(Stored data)

Segment Open

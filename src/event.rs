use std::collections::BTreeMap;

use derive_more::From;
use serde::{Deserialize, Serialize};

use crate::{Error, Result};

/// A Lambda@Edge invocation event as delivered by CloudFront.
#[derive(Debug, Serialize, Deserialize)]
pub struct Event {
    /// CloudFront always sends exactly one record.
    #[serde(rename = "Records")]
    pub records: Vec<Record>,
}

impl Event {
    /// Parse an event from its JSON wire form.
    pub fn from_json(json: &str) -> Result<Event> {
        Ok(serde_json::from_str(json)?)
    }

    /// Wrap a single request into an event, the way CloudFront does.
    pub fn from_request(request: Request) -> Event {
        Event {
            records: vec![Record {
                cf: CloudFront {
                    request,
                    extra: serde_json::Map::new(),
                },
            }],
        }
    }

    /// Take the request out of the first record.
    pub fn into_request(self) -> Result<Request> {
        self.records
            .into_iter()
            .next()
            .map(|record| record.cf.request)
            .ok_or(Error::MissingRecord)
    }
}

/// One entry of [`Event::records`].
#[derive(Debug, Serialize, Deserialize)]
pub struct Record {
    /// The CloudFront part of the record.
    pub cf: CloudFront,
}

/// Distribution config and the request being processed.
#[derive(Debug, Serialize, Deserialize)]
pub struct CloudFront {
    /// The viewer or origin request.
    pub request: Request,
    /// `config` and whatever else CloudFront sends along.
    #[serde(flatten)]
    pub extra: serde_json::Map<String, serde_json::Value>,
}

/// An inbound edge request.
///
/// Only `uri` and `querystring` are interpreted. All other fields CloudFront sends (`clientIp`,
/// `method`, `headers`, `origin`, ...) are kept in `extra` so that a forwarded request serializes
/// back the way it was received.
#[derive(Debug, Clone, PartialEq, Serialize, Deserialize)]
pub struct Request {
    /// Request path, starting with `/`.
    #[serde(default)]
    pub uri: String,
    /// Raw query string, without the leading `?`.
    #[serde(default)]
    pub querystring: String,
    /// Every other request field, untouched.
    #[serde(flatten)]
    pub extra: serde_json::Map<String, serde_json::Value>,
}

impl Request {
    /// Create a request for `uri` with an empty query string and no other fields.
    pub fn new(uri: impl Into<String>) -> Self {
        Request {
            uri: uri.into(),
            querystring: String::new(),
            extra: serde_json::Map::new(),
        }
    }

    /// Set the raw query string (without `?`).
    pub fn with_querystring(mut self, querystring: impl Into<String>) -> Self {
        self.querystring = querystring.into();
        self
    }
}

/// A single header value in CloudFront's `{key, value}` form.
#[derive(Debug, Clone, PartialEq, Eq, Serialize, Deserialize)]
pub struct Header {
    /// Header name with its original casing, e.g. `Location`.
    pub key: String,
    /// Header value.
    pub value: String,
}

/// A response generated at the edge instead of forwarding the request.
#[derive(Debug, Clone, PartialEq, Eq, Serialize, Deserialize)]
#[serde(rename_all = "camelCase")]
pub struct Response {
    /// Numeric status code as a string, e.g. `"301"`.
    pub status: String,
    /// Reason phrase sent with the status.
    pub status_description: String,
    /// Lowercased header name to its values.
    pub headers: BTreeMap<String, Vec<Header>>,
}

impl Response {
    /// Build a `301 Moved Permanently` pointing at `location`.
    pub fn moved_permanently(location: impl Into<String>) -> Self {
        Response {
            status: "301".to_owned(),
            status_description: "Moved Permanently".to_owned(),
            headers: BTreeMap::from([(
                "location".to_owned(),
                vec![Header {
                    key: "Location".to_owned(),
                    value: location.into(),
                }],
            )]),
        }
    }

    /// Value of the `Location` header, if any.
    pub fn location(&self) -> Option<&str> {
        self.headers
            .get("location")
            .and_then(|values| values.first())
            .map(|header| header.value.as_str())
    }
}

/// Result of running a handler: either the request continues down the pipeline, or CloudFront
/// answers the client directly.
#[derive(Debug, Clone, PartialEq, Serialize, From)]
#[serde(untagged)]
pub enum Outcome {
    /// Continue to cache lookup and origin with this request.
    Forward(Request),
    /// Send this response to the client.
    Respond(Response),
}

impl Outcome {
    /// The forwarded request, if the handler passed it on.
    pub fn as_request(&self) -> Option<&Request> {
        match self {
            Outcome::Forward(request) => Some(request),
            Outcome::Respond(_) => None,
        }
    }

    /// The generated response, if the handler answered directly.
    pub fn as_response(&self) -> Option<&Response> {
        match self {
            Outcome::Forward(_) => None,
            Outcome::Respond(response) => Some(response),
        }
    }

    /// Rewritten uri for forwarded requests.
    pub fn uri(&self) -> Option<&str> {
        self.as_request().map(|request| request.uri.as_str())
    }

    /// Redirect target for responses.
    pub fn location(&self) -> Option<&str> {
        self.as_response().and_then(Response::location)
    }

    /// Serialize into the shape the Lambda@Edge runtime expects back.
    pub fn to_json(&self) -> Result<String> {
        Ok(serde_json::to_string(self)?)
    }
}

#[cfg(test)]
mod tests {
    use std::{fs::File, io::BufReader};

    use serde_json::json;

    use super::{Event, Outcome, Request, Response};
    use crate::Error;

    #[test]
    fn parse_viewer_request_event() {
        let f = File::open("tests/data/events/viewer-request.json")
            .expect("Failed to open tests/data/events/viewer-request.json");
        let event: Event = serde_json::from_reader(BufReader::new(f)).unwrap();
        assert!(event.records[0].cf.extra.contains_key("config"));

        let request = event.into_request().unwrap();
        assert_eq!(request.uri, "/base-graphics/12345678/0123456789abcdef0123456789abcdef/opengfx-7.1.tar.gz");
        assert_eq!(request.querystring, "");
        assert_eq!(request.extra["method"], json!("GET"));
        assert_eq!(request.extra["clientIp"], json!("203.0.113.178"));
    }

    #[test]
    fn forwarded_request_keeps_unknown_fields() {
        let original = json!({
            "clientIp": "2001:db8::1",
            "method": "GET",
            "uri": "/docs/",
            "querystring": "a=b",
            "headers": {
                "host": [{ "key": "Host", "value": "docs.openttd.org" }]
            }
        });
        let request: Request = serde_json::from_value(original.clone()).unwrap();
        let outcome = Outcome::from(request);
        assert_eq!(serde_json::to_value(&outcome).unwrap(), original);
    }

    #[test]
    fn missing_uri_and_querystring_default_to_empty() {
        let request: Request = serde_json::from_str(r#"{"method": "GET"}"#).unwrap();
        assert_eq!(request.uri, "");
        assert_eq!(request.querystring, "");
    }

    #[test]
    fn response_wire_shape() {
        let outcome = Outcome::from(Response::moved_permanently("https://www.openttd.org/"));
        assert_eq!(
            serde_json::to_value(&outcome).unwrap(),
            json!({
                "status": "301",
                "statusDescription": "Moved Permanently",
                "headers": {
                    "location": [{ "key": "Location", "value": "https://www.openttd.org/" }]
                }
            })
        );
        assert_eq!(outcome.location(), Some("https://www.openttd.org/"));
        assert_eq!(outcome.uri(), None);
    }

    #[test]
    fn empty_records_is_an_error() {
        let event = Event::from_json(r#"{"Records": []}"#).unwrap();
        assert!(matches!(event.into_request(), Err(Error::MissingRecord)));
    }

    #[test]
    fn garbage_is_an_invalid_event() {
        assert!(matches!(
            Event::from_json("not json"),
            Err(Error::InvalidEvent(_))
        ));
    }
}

Segment Closed

EXERCISE PROMPT: Search the entries for the word "struct" and copy every line that has it.

YOUR SOLUTION:
pub struct Event {
pub struct Record {
pub struct CloudFront {
pub struct Request {
pub struct Header {
pub struct Response {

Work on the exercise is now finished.